CHATTANOOGA, TN (WRCB) - A truck driver is recovering after his 18-wheeler was no match for an oncoming train in Chattanooga. The crash happened one day after an elderly Chattanooga man lost his life in a train crash along the same road one county away.  

Emergency officials on the scene say a tractor trailer was in the middle of a Chattanooga railroad crossing when a train slammed into it. The train finally came to a halt over the Georgia line in Dade county. This crash was only five minutes from Wednesday's train wreck that killed an elderly man in his pickup truck.

It happened Thursday morning at the railroad crossing at Birmingham Highway and Wauhatchie Pike in Chattanooga. The warning light was knocked down and still sounding. The 18-wheeler was split in two by a 90-car coal train. The truck's cab was knocked to one side of the tracks  and the crushed trailer to the other.

"We just heard a real loud bang and we knew that the train had hit someone," Janet Craft said.

Janet Craft ran onto her front porch, saw the mangled mess and feared the worst.

"That's what I was telling them on 911. It looks like as though he could've been killed," she said.

Emergency responders say the driver was taken to the hospital and is expected to be ok. Neighbors say they've witnessed several crashes here before. The crossing does have flashing lights, but not arms that lower.
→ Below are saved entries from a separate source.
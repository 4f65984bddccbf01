//! Cache steps
//!
//! The fixed catalog of cacheable resources and the events that write them.

use super::error::RegistrationError;
use super::transformer::{Transformed, Transformer};
use chat_cache::{snowflake_field, Cache, CacheOptions, CachePosition, CacheResource, CachedValue};
use chat_gateway::GatewayEventType as Event;
use serde_json::Value;
use std::collections::HashMap;
use std::sync::Arc;

/// Write performed by one cache step
#[derive(Debug, Clone)]
pub(crate) enum CacheWrite {
    UpsertGuild { seed: Option<GuildSeed> },
    RemoveGuild,
    UpsertChannel,
    RemoveChannel,
    UpsertThread,
    RemoveThread,
    /// Upsert, or remove when the user left voice
    VoiceState,
    /// `READY.user`, mapped with the USER_UPDATE transformer when enabled
    SelfUserFromReady { transformer: Option<Transformer> },
    SelfUser,
}

/// Children of a GUILD_CREATE payload to seed into the cache
#[derive(Debug, Clone, Default)]
pub(crate) struct GuildSeed {
    channels: Option<Seed>,
    threads: Option<Seed>,
    voice_states: Option<Seed>,
}

#[derive(Debug, Clone)]
pub(crate) struct Seed {
    transformer: Option<Transformer>,
}

#[derive(Debug, Clone)]
pub(crate) struct CacheStep {
    pub(crate) resource: CacheResource,
    pub(crate) position: CachePosition,
    pub(crate) write: CacheWrite,
    /// Store transformer output instead of the raw payload
    pub(crate) transformed: bool,
}

impl CacheStep {
    pub(crate) fn apply(&self, cache: &Cache, data: &Arc<Value>, transformed: Option<&Transformed>) {
        let value = || {
            if self.transformed {
                transformed
                    .and_then(Transformed::primary)
                    .map(CachedValue::Mapped)
            } else {
                Some(CachedValue::Raw(Arc::clone(data)))
            }
        };

        match &self.write {
            CacheWrite::UpsertGuild { seed } => {
                let Some(id) = self.id(data, "id") else { return };
                if let Some(value) = value() {
                    cache.insert_guild(id, value);
                }
                if let Some(seed) = seed {
                    seed.apply(cache, id, data);
                }
            }
            CacheWrite::RemoveGuild => {
                let Some(id) = self.id(data, "id") else { return };
                // Outages keep the cached guild
                if data.get("unavailable").and_then(Value::as_bool) == Some(true) {
                    tracing::debug!(guild_id = %id, "Guild unavailable, keeping cache entry");
                    return;
                }
                cache.remove_guild(id);
            }
            CacheWrite::UpsertChannel => {
                let Some(id) = self.id(data, "id") else { return };
                if let Some(value) = value() {
                    cache.insert_channel(id, snowflake_field(data, "guild_id"), value);
                }
            }
            CacheWrite::RemoveChannel => {
                if let Some(id) = self.id(data, "id") {
                    cache.remove_channel(id);
                }
            }
            CacheWrite::UpsertThread => {
                let Some(id) = self.id(data, "id") else { return };
                if let Some(value) = value() {
                    cache.insert_thread(id, snowflake_field(data, "guild_id"), value);
                }
            }
            CacheWrite::RemoveThread => {
                if let Some(id) = self.id(data, "id") {
                    cache.remove_thread(id);
                }
            }
            CacheWrite::VoiceState => {
                let (Some(guild_id), Some(user_id)) =
                    (self.id(data, "guild_id"), self.id(data, "user_id"))
                else {
                    return;
                };
                if data.get("channel_id").map_or(true, Value::is_null) {
                    cache.remove_voice_state(guild_id, user_id);
                } else if let Some(value) = value() {
                    cache.insert_voice_state(guild_id, user_id, value);
                }
            }
            CacheWrite::SelfUserFromReady { transformer } => {
                let Some(user) = data.get("user").filter(|user| !user.is_null()) else {
                    return;
                };
                let value = if self.transformed {
                    transformer.as_ref().and_then(|transformer| map_child(transformer, user))
                } else {
                    Some(CachedValue::raw(user.clone()))
                };
                if let Some(value) = value {
                    cache.set_self_user(value);
                }
            }
            CacheWrite::SelfUser => {
                if let Some(value) = value() {
                    cache.set_self_user(value);
                }
            }
        }
    }

    fn id(&self, data: &Value, field: &str) -> Option<chat_core::Snowflake> {
        let id = snowflake_field(data, field);
        if id.is_none() {
            tracing::debug!(resource = %self.resource, field, "Cache step skipped, id missing");
        }
        id
    }
}

impl GuildSeed {
    fn apply(&self, cache: &Cache, guild_id: chat_core::Snowflake, data: &Value) {
        if let Some(seed) = &self.channels {
            for channel in items(data, "channels") {
                if let (Some(id), Some(value)) = (snowflake_field(channel, "id"), seed.value(channel)) {
                    cache.insert_channel(id, Some(guild_id), value);
                }
            }
        }
        if let Some(seed) = &self.threads {
            for thread in items(data, "threads") {
                if let (Some(id), Some(value)) = (snowflake_field(thread, "id"), seed.value(thread)) {
                    cache.insert_thread(id, Some(guild_id), value);
                }
            }
        }
        if let Some(seed) = &self.voice_states {
            for state in items(data, "voice_states") {
                if let (Some(user_id), Some(value)) =
                    (snowflake_field(state, "user_id"), seed.value(state))
                {
                    cache.insert_voice_state(guild_id, user_id, value);
                }
            }
        }
    }
}

impl Seed {
    fn value(&self, item: &Value) -> Option<CachedValue> {
        match &self.transformer {
            None => Some(CachedValue::raw(item.clone())),
            Some(transformer) => map_child(transformer, item),
        }
    }
}

fn map_child(transformer: &Transformer, item: &Value) -> Option<CachedValue> {
    match transformer.apply(item) {
        Ok(transformed) => transformed.primary().map(CachedValue::Mapped),
        Err(e) => {
            tracing::warn!(error = %e, "Transformer failed while seeding cache");
            None
        }
    }
}

fn items<'a>(data: &'a Value, field: &str) -> impl Iterator<Item = &'a Value> {
    data.get(field)
        .and_then(Value::as_array)
        .into_iter()
        .flatten()
}

/// Events whose transformer feeds a resource's cache entries
fn upsert_events(resource: CacheResource) -> &'static [Event] {
    match resource {
        CacheResource::Guild => &[Event::GuildCreate, Event::GuildUpdate],
        CacheResource::Channel => &[Event::ChannelCreate, Event::ChannelUpdate],
        CacheResource::Thread => &[Event::ThreadCreate, Event::ThreadUpdate],
        CacheResource::VoiceState => &[Event::VoiceStateUpdate],
        CacheResource::SelfUser => &[Event::UserUpdate],
    }
}

/// Check the relationships between cache rules
pub(crate) fn validate_rules(options: &CacheOptions) -> Result<(), RegistrationError> {
    if options.voice_states.is_some() && options.guilds.is_none() {
        return Err(RegistrationError::VoiceStateWithoutGuild);
    }
    Ok(())
}

/// Build the cache steps of every enabled rule, paired with their event
pub(crate) fn cache_steps(
    options: &CacheOptions,
    transformers: &HashMap<String, Transformer>,
) -> Result<Vec<(&'static str, CacheStep)>, RegistrationError> {
    validate_rules(options)?;

    let seed_for = |resource: CacheResource| {
        options.rule(resource).map(|rule| Seed {
            transformer: if rule.apply_transformers {
                upsert_events(resource)
                    .first()
                    .and_then(|event| transformers.get(event.as_str()))
                    .cloned()
            } else {
                None
            },
        })
    };

    let mut steps = Vec::new();
    for (resource, rule) in options.rules() {
        if rule.apply_transformers {
            for event in upsert_events(resource) {
                if !transformers.contains_key(event.as_str()) {
                    return Err(RegistrationError::MissingTransformer {
                        resource,
                        event: event.as_str(),
                    });
                }
            }
        }

        let writes: Vec<(Event, CacheWrite)> = match resource {
            CacheResource::Guild => vec![
                (
                    Event::GuildCreate,
                    CacheWrite::UpsertGuild {
                        seed: Some(GuildSeed {
                            channels: seed_for(CacheResource::Channel),
                            threads: seed_for(CacheResource::Thread),
                            voice_states: seed_for(CacheResource::VoiceState),
                        }),
                    },
                ),
                (Event::GuildUpdate, CacheWrite::UpsertGuild { seed: None }),
                (Event::GuildDelete, CacheWrite::RemoveGuild),
            ],
            CacheResource::Channel => vec![
                (Event::ChannelCreate, CacheWrite::UpsertChannel),
                (Event::ChannelUpdate, CacheWrite::UpsertChannel),
                (Event::ChannelDelete, CacheWrite::RemoveChannel),
            ],
            CacheResource::Thread => vec![
                (Event::ThreadCreate, CacheWrite::UpsertThread),
                (Event::ThreadUpdate, CacheWrite::UpsertThread),
                (Event::ThreadDelete, CacheWrite::RemoveThread),
            ],
            CacheResource::VoiceState => vec![(Event::VoiceStateUpdate, CacheWrite::VoiceState)],
            CacheResource::SelfUser => vec![
                (
                    Event::Ready,
                    CacheWrite::SelfUserFromReady {
                        transformer: if rule.apply_transformers {
                            transformers.get(Event::UserUpdate.as_str()).cloned()
                        } else {
                            None
                        },
                    },
                ),
                (Event::UserUpdate, CacheWrite::SelfUser),
            ],
        };

        steps.extend(writes.into_iter().map(|(event, write)| {
            (
                event.as_str(),
                CacheStep {
                    resource,
                    position: rule.position,
                    write,
                    transformed: rule.apply_transformers,
                },
            )
        }));
    }
    Ok(steps)
}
"Sometimes you can't see the lights or hear them," Craft said.

They want more warnings and additional police patrols to cut down on people trying to race the trains.

Witnesses say they're surprised and thankful the driver of the tractor trailer survived the crash, but less than 24 hours earlier along the same road, an elderly man didn't.

Wednesday evening a train hit a pickup truck just four miles south at the Carroll Road and Highway 11 intersection in Wildwood. The truck's driver, 80-year-old Alvin Yount of Chattanooga lost his life.

"There's a lot of weight behind that train and it's hard to stop a train with that much weight behind it," Dade County Sheriff Ray Cross said.

Georgia and Tennessee rank among the top ten states for highway - rail accidents. Of the more than 6,000 nation-wide since 2011, they've had hundreds each. So far this year, there have been 11 in Georgia and four in Tennessee. Local law enforcement hope these crashes are a wake up call to all drivers to be extra cautious at crossings.

"Some of these crossings don't have the arms that come down with lights on them and everything, so if you come to these crossings, please stop," Sheriff Cross said.

Local law enforcement hope these crashes are a wake up call to all drivers to be extra cautious at railroad crossings.